L’iniziativa – patrocinata dal Municipio 3 e realizzata con il contributo di cittadini e associazioni di zona – si ispira a “Zapatos Rojos”, il progetto di arte pubblica della messicana Elina Chauvet. A Milano hanno partecipato in tanti alla realizzazione: OrMe Ortica Memoria, Circolo dell’Ortica, Coop Ortica, Cooperativa Antonietta, Associazione Oikia, Acli Lambrate, Mai da sole Centro antiviolenza, Cortili solidali, Aned, Anpi, Anpc, Spi, ViviRubattino e Mamme Rubattino.

Un progetto corale. A rendere possibile un progetto di arte partecipata in piena pandemia è stata la volontà di ciascuno di realizzare qualcosa. C’è chi ha donato le scarpe e chi si è occupato di verniciarle, chi ha comprato i materiali e chi ha raccolto le storie delle donne. Storie che la drammaturga Elena Cerasetti ha trasformato in dialoghi interiori, dando voce a quello che avrebbero detto queste donne se si fossero salvate dalla violenza.

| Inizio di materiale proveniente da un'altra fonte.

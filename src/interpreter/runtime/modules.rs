//! Locating, caching, and executing imported modules.
//!
//! [`ModuleResolver`] turns import paths into canonical file paths,
//! remembers which modules already ran, and detects import cycles.
//! [`ModuleHandle`] is the executed module: a snapshot of its global
//! variables and its function table.

use std::collections::HashMap;
use std::env;
use std::fmt::Display;
use std::path::{Path, PathBuf};
use std::rc::Rc;

use crate::err::FiaErr;

use super::value::Value;
use super::FunDef;

/// An executed module.
///
/// A handle is created once per module file per resolver lifetime.
/// Re-imports under any alias reuse it, so top-level side effects of
/// the module fire exactly once.
#[derive(Debug)]
pub struct ModuleHandle {
    path: PathBuf,
    globals: HashMap<String, Value>,
    funs: HashMap<String, Rc<FunDef>>
}

impl ModuleHandle {
    /// Wrap the outcome of a module run.
    pub fn new(
        path: PathBuf,
        globals: HashMap<String, Value>,
        funs: HashMap<String, Rc<FunDef>>
    ) -> Self {
        Self { path, globals, funs }
    }

    /// The canonical path of the module file.
    pub fn path(&self) -> &Path {
        &self.path
    }

    /// The module's display name: its file stem.
    pub fn name(&self) -> String {
        self.path.file_stem()
            .map(|s| s.to_string_lossy().into_owned())
            .unwrap_or_else(|| self.path.display().to_string())
    }

    /// Read a global variable of the module.
    pub fn get_variable(&self, name: &str) -> Option<Value> {
        self.globals.get(name).cloned()
    }

    /// Look up a function declared in the module.
    pub fn get_function(&self, name: &str) -> Option<Rc<FunDef>> {
        self.funs.get(name).cloned()
    }

    /// A copy of the module's global scope, used as the globals of
    /// calls into the module's functions.
    pub fn globals_snapshot(&self) -> HashMap<String, Value> {
        self.globals.clone()
    }
}

/// An error raised while resolving or running a module.
#[derive(Debug, PartialEq, Eq)]
pub enum ModuleErr {
    /// No candidate file exists for the import path.
    NotFound {
        /// The path as written in the import
        path: String,
        /// Every file path that was probed
        probed: Vec<PathBuf>
    },

    /// A module is importing itself, possibly through other modules.
    /// The chain runs from the first import to the repeated one.
    CircularImport(Vec<PathBuf>),

    /// The module's own code failed. The message holds the rendered
    /// error from the module source.
    InModule {
        /// The module file
        path: String,
        /// The rendered inner error
        msg: String
    }
}

impl FiaErr for ModuleErr {
    fn err_name(&self) -> &'static str {
        "erreur de module"
    }
}

impl Display for ModuleErr {
    fn fmt(&self, f: &mut std::fmt::Formatter<'_>) -> std::fmt::Result {
        match self {
            ModuleErr::NotFound { path, probed } => {
                let probed: Vec<_> = probed.iter()
                    .map(|p| p.display().to_string())
                    .collect();
                write!(f, "module '{path}' introuvable (chemins essayés: {})", probed.join(", "))
            },
            ModuleErr::CircularImport(chain) => {
                let chain: Vec<_> = chain.iter()
                    .map(|p| p.display().to_string())
                    .collect();
                write!(f, "import circulaire détecté: {}", chain.join(" -> "))
            },
            ModuleErr::InModule { path, msg } => {
                write!(f, "erreur dans le module '{path}': {msg}")
            },
        }
    }
}

/// The resolver and cache for imported modules.
pub struct ModuleResolver {
    search_paths: Vec<PathBuf>,
    cache: HashMap<PathBuf, Rc<ModuleHandle>>,
    loading: Vec<PathBuf>
}

impl ModuleResolver {
    /// Create a resolver with the default search paths: the working
    /// directory, its `lib/` directory when present, and the entries
    /// of the `FIA_PATH` environment variable.
    pub fn new() -> Self {
        let mut search_paths = vec![];

        if let Ok(cwd) = env::current_dir() {
            let lib = cwd.join("lib");
            search_paths.push(cwd);
            if lib.is_dir() {
                search_paths.push(lib);
            }
        }
        if let Ok(fia_path) = env::var("FIA_PATH") {
            search_paths.extend(env::split_paths(&fia_path).filter(|p| p.is_dir()));
        }

        Self { search_paths, cache: HashMap::new(), loading: vec![] }
    }

    /// Resolve an import path to a canonical file path.
    ///
    /// A path starting with `./` is pinned to the directory of the
    /// importing file; any other path goes through the search paths
    /// alone. Paths without the `.fia` suffix are probed with it
    /// added. Backslashes are accepted as separators.
    pub fn resolve(&self, path: &str, importer: Option<&Path>) -> Result<PathBuf, ModuleErr> {
        let normalized = path.replace('\\', "/");

        let mut candidates = vec![PathBuf::from(&normalized)];
        if !normalized.ends_with(".fia") {
            candidates.push(PathBuf::from(format!("{normalized}.fia")));
        }

        let roots = match (normalized.starts_with("./"), importer.and_then(Path::parent)) {
            (true, Some(dir)) => vec![dir.to_path_buf()],
            _ => self.search_paths.clone(),
        };

        let mut probed = vec![];
        for root in &roots {
            for cand in &candidates {
                let full = root.join(cand);
                if full.is_file() {
                    if let Ok(canonical) = full.canonicalize() {
                        return Ok(canonical);
                    }
                }
                probed.push(full);
            }
        }

        Err(ModuleErr::NotFound { path: path.to_string(), probed })
    }

    /// The handle of a module that already ran, if any.
    pub fn handle(&self, canonical: &Path) -> Option<Rc<ModuleHandle>> {
        let handle = self.cache.get(canonical).cloned();
        if handle.is_some() {
            log::debug!("module déjà chargé: {}", canonical.display());
        }
        handle
    }

    /// Mark a module as loading. Errors with the whole chain when the
    /// module is already on the loading stack.
    pub fn begin_load(&mut self, canonical: &Path) -> Result<(), ModuleErr> {
        if self.loading.iter().any(|p| p == canonical) {
            let mut chain = self.loading.clone();
            chain.push(canonical.to_path_buf());
            return Err(ModuleErr::CircularImport(chain));
        }

        self.loading.push(canonical.to_path_buf());
        Ok(())
    }

    /// Take a module off the loading stack. This runs whether its
    /// load succeeded or failed.
    pub fn end_load(&mut self, canonical: &Path) {
        if let Some(i) = self.loading.iter().rposition(|p| p == canonical) {
            self.loading.remove(i);
        }
    }

    /// Remember the handle of a module that finished running.
    pub fn store_handle(&mut self, canonical: PathBuf, handle: Rc<ModuleHandle>) {
        self.cache.insert(canonical, handle);
    }

    /// Drop every cached module and the loading stack, so the next
    /// import executes module files again.
    pub fn reset(&mut self) {
        self.cache.clear();
        self.loading.clear();
    }
}

impl Default for ModuleResolver {
    fn default() -> Self {
        Self::new()
    }
}

#[cfg(test)]
mod tests {
    use std::fs;

    use super::*;

    fn fixture_dir(name: &str) -> PathBuf {
        let dir = env::temp_dir().join("fia-resolver-tests").join(name);
        fs::create_dir_all(&dir).unwrap();
        dir
    }

    #[test]
    fn suffix_added_when_missing() {
        let dir = fixture_dir("suffix");
        fs::write(dir.join("outils.fia"), "soit a = 1;").unwrap();

        let resolver = ModuleResolver::new();
        let importer = dir.join("principal.fia");

        let found = resolver.resolve("./outils", Some(&importer)).unwrap();
        assert_eq!(found, dir.join("outils.fia").canonicalize().unwrap());

        let found = resolver.resolve("./outils.fia", Some(&importer)).unwrap();
        assert_eq!(found, dir.join("outils.fia").canonicalize().unwrap());
    }

    #[test]
    fn plain_paths_skip_the_importer_dir() {
        let dir = fixture_dir("plain");
        fs::write(dir.join("outils.fia"), "soit a = 1;").unwrap();

        let resolver = ModuleResolver::new();
        let importer = dir.join("principal.fia");

        // without the `./` marker only the search paths are probed,
        // and the fixture dir is not one of them
        assert!(resolver.resolve("outils", Some(&importer)).is_err());
        assert!(resolver.resolve("./outils", Some(&importer)).is_ok());
    }

    #[test]
    fn missing_module_lists_probes() {
        let dir = fixture_dir("missing");
        let resolver = ModuleResolver::new();
        let importer = dir.join("principal.fia");

        match resolver.resolve("./fantome", Some(&importer)) {
            Err(ModuleErr::NotFound { path, probed }) => {
                assert_eq!(path, "./fantome");
                assert!(probed.contains(&dir.join("./fantome")));
                assert!(probed.contains(&dir.join("./fantome.fia")));
            },
            other => panic!("expected NotFound, got {other:?}"),
        }
    }

    #[test]
    fn cycle_reports_chain() {
        let a = PathBuf::from("/tmp/a.fia");
        let b = PathBuf::from("/tmp/b.fia");

        let mut resolver = ModuleResolver::new();
        resolver.begin_load(&a).unwrap();
        resolver.begin_load(&b).unwrap();

        match resolver.begin_load(&a) {
            Err(ModuleErr::CircularImport(chain)) => {
                assert_eq!(chain, vec![a.clone(), b.clone(), a.clone()]);
            },
            other => panic!("expected CircularImport, got {other:?}"),
        }

        // cleanup still leaves the stack consistent
        resolver.end_load(&b);
        resolver.end_load(&a);
        assert!(resolver.begin_load(&a).is_ok());
    }

    #[test]
    fn reset_clears_cache() {
        let dir = fixture_dir("reset");
        let path = dir.join("m.fia");
        fs::write(&path, "").unwrap();
        let canonical = path.canonicalize().unwrap();

        let mut resolver = ModuleResolver::new();
        let handle = Rc::new(ModuleHandle::new(
            canonical.clone(),
            HashMap::new(),
            HashMap::new()
        ));
        resolver.store_handle(canonical.clone(), handle);
        assert!(resolver.handle(&canonical).is_some());

        resolver.reset();
        assert!(resolver.handle(&canonical).is_none());
    }
}
pub mod filter;
pub mod info;

pub use filter::*;
pub use info::*;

Stazione dopo stazione, lungo questa via crucis laica, scorrono storie di donne da tutta Italia, che hanno subito violenza, fisica o psicologica, durante il lockdown. Storie di donne che muoiono nel silenzio delle mura domestiche. O da sole, in ospedale, perché con una pandemia in corso nessuno può entrare per le visite. Come Nina, di Napoli, tre figli e un marito violento. Morta per un’emorragia provocata dalle botte prese, dopo un’agonia di settimane. Sua madre era in pronto soccorso ad aspettare notizie. Non la riabbraccerà più.

Lorena, 27 anni, uccisa a pochi mesi dalla laurea in Medicina. Il suo fidanzato, infermiere, le ha spaccato una lampada in faccia, l’ha accoltellata e poi l’ha soffocata. “Mi ha contagiato”, ha detto alla polizia tentando di giustificare il terribile gesto. Non era vero. E se anche lo fosse stato? Lorena non si laureerà. Il suo sogno di diventare ginecologa e fare nascere i bambini non si realizzerà. La vita di Lorena è finita per mano di chi diceva di amarla.

Poi c’è Luana, che sparisce per 44 giorni. La ritroveranno in fondo a un pozzo, senza vita. Verrà riconosciuta solamente da un tatuaggio, dedicato alla madre.

Ma c’è anche chi, da questo incubo domestico, è riuscita a uscire. Come Grazia che, dopo una vita di insulti e abusi, sia psicologici che fisici, ha capito di avere bisogno d’aiuto. Lo ha capito quando il figlio, dopo anni a osservare come si comportava il papà, ha iniziato a urlare e a picchiare sua sorella più piccola. A quel punto Grazia apre gli occhi, alza il telefono e chiede aiuto.

Le stazioni ospitano un numero variabile di scarpette rosse e di racconti. Tutte le storie raccolte sono successe durante il lockdown. Perché, se per la maggior parte delle persone stare chiusi in casa era un modo per tenersi al sicuro dal virus, per altre si è trasformato in un incubo.

Secondo i dati del ministero dell’Interno, anche se c’è una diminuzione di quasi tutti i reati rispetto al 2019, nel periodo compreso tra marzo e maggio, i reati di minaccia, lesione personale e percosse in ambito familiare sono aumentati rispetto ai mesi precedenti. La percentuale sul totale di questi reati in ambito domestico passa dal 13 per cento di febbraio al 16 di aprile. Mentre i maltrattamenti aumentano di oltre cento casi tra marzo e aprile (1.453), salendo ancora, fino al picco di maggio (1.697). E se anche gli omicidi volontari, in generale, tra gennaio e giugno diminuiscono rispetto allo stesso periodo dell’anno precedente, aumentano quelli con le donne come vittime.